Defining and Running a Problem

Problem setup

Essentially, OpenSBLI comprises the following classes and modules (emboldened below), which define the abstraction employed:

  • A Problem defines the physical problem’s dimension, the equations that must be solved, and any accompanying formulas, constants, etc.
  • This Problem comprises many Equations representing the governing model equations and any constitutive formulas that need to be solved for. The Problem also performs the expansion on these equations and formulas about the Einstein indices.
  • Once the equations are expanded, a numerical Grid of solution points and numerical Scheme s are created in order to discretise the expanded equations. Several Schemes are available, such as RungeKutta and Explicit for time-stepping schemes, and Central for central differencing in space. The spatial and temporal discretisation is handled by the SpatialDiscretisation and TemporalDiscretisation classes, respectively.
  • The setting of any boundary conditions and initial conditions are handled by the BoundaryConditions and GridBasedInitialisation classes.
  • The computational steps performed by the discretisation processes are described by a series of Kernel objects.
  • All of the above classes come together to form a computational system which is written out as OPSC code.
  • All LaTeX writing (mainly for debugging purposes) is handled by the LatexWriter class.

OpenSBLI will expect all these problem-specific settings and configurations (the governing equations, any constitutive formulas for e.g. temperature-dependent viscosity, what time-stepping scheme is to be used, the boundary conditions, etc.) to be defined in a separate Python script, which will eventually call the various OpenSBLI code generation routines. There are several examples provided in the applications (apps) directory of the OpenSBLI package.

Equation specification

Although the equations can be specified at a very abstract level in Einstein notation, certain rules are to be followed while writing them:

  • All equations are written in the form Eq(LHS,RHS), where LHS is the time dependant term in the equation and RHS are the terms of the equations that are equated to the time dependant governing equation.
  • The Einstein indices should be prefixed with an underscore (_) and multiple indices should have multiple underscores. For example, a vector is written as f_i and a tensor is written as f_i_j.
  • Derivatives that do not require special handling (e.g. single functions, chain rule applications for multiple derivatives) should be written in the form Der(f,direction), where f is the function and direction is the direction.
  • Derivatives involving more than one function that needs special handling like the conservative or skew-symmetric forms of the Navier-Stokes equations are handled using Conservative or Skew, respectively.
  • OpenSBLI can handle all standard functions in SymPy (i.e. Kronecker Delta and Levi-Civita terms).

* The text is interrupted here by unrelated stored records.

// Copyright 2026 Layne Penney
// SPDX-License-Identifier: AGPL-3.0-or-later

//! Hooks through which library adapters report operation boundaries.
//!
//! Adapters do not patch the libraries they observe. They call these hooks
//! explicitly at the start and end of each operation:
//!
//! ```rust,ignore
//! use appmon::instrumentation::InstrumentationHooks;
//! use appmon::transaction::propagator;
//!
//! let txn = agent.on_inbound_start(request.uri().path());
//! propagator::scope(Some(txn.clone()), async {
//!     let segment = agent.on_outbound_start("localhost", "/status");
//!     let reply = client.get("http://localhost/status").await;
//!     agent.on_outbound_end(segment);
//! })
//! .await;
//! agent.on_inbound_end(&txn);
//! ```

mod hooks;
mod segment;

pub use hooks::{
    datastore_metric_name, external_metric_name, web_transaction_name, InstrumentationHooks,
    HTTP_DISPATCHER, HTTP_DISPATCHER_METRIC, WEB_TRANSACTION_PREFIX,
};
pub use segment::Segment;
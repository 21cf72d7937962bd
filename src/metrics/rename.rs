// Copyright 2026 Layne Penney
// SPDX-License-Identifier: AGPL-3.0-or-later

//! Metric rename rules.
//!
//! The collector hands out compact numeric IDs for metrics it has already
//! seen. Reported metrics whose `(name, scope)` has an ID are sent by ID;
//! everything else goes out under its literal name and scope.

use std::collections::HashMap;

use serde::{Deserialize, Serialize};
use tracing::{debug, trace};

use super::store::MetricKey;

/// One `[ {name, scope?}, id ]` pair as delivered by the collector.
#[derive(Debug, Clone, PartialEq, Eq, Serialize, Deserialize)]
pub struct RenameRule(pub MetricKey, pub u64);

impl RenameRule {
    pub fn new(spec: MetricKey, id: u64) -> Self {
        Self(spec, id)
    }

    pub fn spec(&self) -> &MetricKey {
        &self.0
    }

    pub fn id(&self) -> u64 {
        self.1
    }
}

/// Lookup table from metric key to compact ID.
///
/// Scoped and unscoped names live in disjoint tables: an unscoped lookup never
/// sees a scoped rule and the other way round.
#[derive(Debug, Clone, Default)]
pub struct RenameRules {
    unscoped: HashMap<String, u64>,
    scoped: HashMap<String, HashMap<String, u64>>,
    len: usize,
}

impl RenameRules {
    /// Create an empty table.
    pub fn new() -> Self {
        Self::default()
    }

    /// Build a table from an ordered rule list.
    pub fn from_rules(rules: &[RenameRule]) -> Self {
        let mut table = Self::new();
        table.parse(rules);
        table
    }

    /// Add rules to the table. Later duplicates overwrite the ID.
    pub fn parse(&mut self, rules: &[RenameRule]) {
        for RenameRule(spec, id) in rules {
            let table = self.resolve_scope(spec.scope.as_deref());
            if table.insert(spec.name.clone(), *id).is_none() {
                self.len += 1;
            }
            trace!(spec = %spec, id, "Metric spec mapped to ID");
        }
        debug!(parsed = rules.len(), total = self.len, "Parsed metric IDs");
    }

    /// Parse the collector's JSON rule list.
    pub fn from_json(json: &str) -> serde_json::Result<Self> {
        let rules: Vec<RenameRule> = serde_json::from_str(json)?;
        Ok(Self::from_rules(&rules))
    }

    /// Find the ID for `(name, scope)`.
    pub fn lookup(&self, name: &str, scope: Option<&str>) -> Option<u64> {
        match scope {
            Some(scope) => self.scoped.get(scope)?.get(name).copied(),
            None => self.unscoped.get(name).copied(),
        }
    }

    /// Number of distinct specs mapped.
    pub fn len(&self) -> usize {
        self.len
    }

    pub fn is_empty(&self) -> bool {
        self.len == 0
    }

    fn resolve_scope(&mut self, scope: Option<&str>) -> &mut HashMap<String, u64> {
        match scope {
            Some(scope) => self.scoped.entry(scope.to_string()).or_default(),
            None => &mut self.unscoped,
        }
    }
}

#[cfg(test)]
mod tests {
    use super::*;
    use proptest::prelude::*;

    fn rule(name: &str, scope: Option<&str>, id: u64) -> RenameRule {
        RenameRule::new(MetricKey::new(name, scope), id)
    }

    #[test]
    fn test_empty_table() {
        let rules = RenameRules::new();
        assert!(rules.is_empty());
        assert_eq!(rules.lookup("Anything", None), None);
    }

    #[test]
    fn test_lookup_unscoped_and_scoped() {
        let rules = RenameRules::from_rules(&[
            rule("Test/RenameMe1", None, 1001),
            rule("Test/RenameMe2", Some("TEST"), 1002),
        ]);

        assert_eq!(rules.len(), 2);
        assert_eq!(rules.lookup("Test/RenameMe1", None), Some(1001));
        assert_eq!(rules.lookup("Test/RenameMe2", Some("TEST")), Some(1002));
    }

    #[test]
    fn test_scoped_and_unscoped_are_disjoint() {
        let rules = RenameRules::from_rules(&[
            rule("Unscoped", None, 1),
            rule("Scoped", Some("TEST"), 2),
        ]);

        assert_eq!(rules.lookup("Scoped", None), None);
        assert_eq!(rules.lookup("Unscoped", Some("TEST")), None);
        assert_eq!(rules.lookup("Scoped", Some("OTHER")), None);
    }

    #[test]
    fn test_duplicates_overwrite_without_counting() {
        let rules = RenameRules::from_rules(&[
            rule("Test/Dup", None, 1),
            rule("Test/Dup", None, 2),
            rule("Test/Dup", Some("scope"), 3),
        ]);

        assert_eq!(rules.len(), 2);
        assert_eq!(rules.lookup("Test/Dup", None), Some(2));
        assert_eq!(rules.lookup("Test/Dup", Some("scope")), Some(3));
    }

    #[test]
    fn test_empty_scope_is_a_scope() {
        let rules = RenameRules::from_rules(&[rule("Name", Some(""), 7)]);
        assert_eq!(rules.lookup("Name", Some("")), Some(7));
        assert_eq!(rules.lookup("Name", None), None);
    }

    #[test]
    fn test_parse_accumulates() {
        let mut rules = RenameRules::from_rules(&[rule("a", None, 1)]);
        rules.parse(&[rule("b", None, 2), rule("a", None, 3)]);
        assert_eq!(rules.len(), 2);
        assert_eq!(rules.lookup("a", None), Some(3));
    }

    #[test]
    fn test_from_json() {
        let json = r#"[
            [{"name": "WebTransaction"}, 1],
            [{"name": "External/localhost/http", "scope": "WebTransaction/Uri/path"}, 2]
        ]"#;
        let rules = RenameRules::from_json(json).unwrap();

        assert_eq!(rules.len(), 2);
        assert_eq!(rules.lookup("WebTransaction", None), Some(1));
        assert_eq!(
            rules.lookup("External/localhost/http", Some("WebTransaction/Uri/path")),
            Some(2)
        );
    }

    #[test]
    fn test_from_json_rejects_malformed() {
        assert!(RenameRules::from_json(r#"[{"name": "a"}]"#).is_err());
    }

    proptest! {
        #[test]
        fn prop_every_inserted_rule_is_found(
            entries in prop::collection::hash_map(("[a-e]{1,3}", prop::option::of("[s-u]")), any::<u64>(), 0..32)
        ) {
            let rules: Vec<RenameRule> = entries
                .iter()
                .map(|((name, scope), id)| rule(name, scope.as_deref(), *id))
                .collect();
            let table = RenameRules::from_rules(&rules);

            prop_assert_eq!(table.len(), entries.len());
            for ((name, scope), id) in &entries {
                prop_assert_eq!(table.lookup(name, scope.as_deref()), Some(*id));
            }
        }
    }
}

Generating and compiling the model code

Once defined, users can run the Python script defining the problem’s configuration and generate the code for this particular problem:

python /path/to/directory/containing/problem_file.py

OpenSBLI will create two files written in the OPSC language: simulation_name_here_block_0_kernel.h and simulation_name_here.cpp. The latter file will automatically be passed through OPS’s translator to target the OPSC code towards different backends, e.g. CUDA, MPI, OpenMP, etc; this yields a new file called simulation_name_here_ops.cpp and various directories corresponding to the different backends. It is this file that will be compiled to create the model’s executable file. Note that, if OPS’s translator cannot be called by OpenSBLI, you will need to run it manually using

python ~/OPS/translator/python/c/ops.py simulation_name_here.cpp

Finally, copy across the Makefile from one of the existing apps, and modify the simulation name appropriately so that it will compile the source for your simulation setup. To create a serial executable, run make simulation_name_here_seq. For MPI parallel executution, run make simulation_name_here_mpi. Similar commands can be run for GPU backends.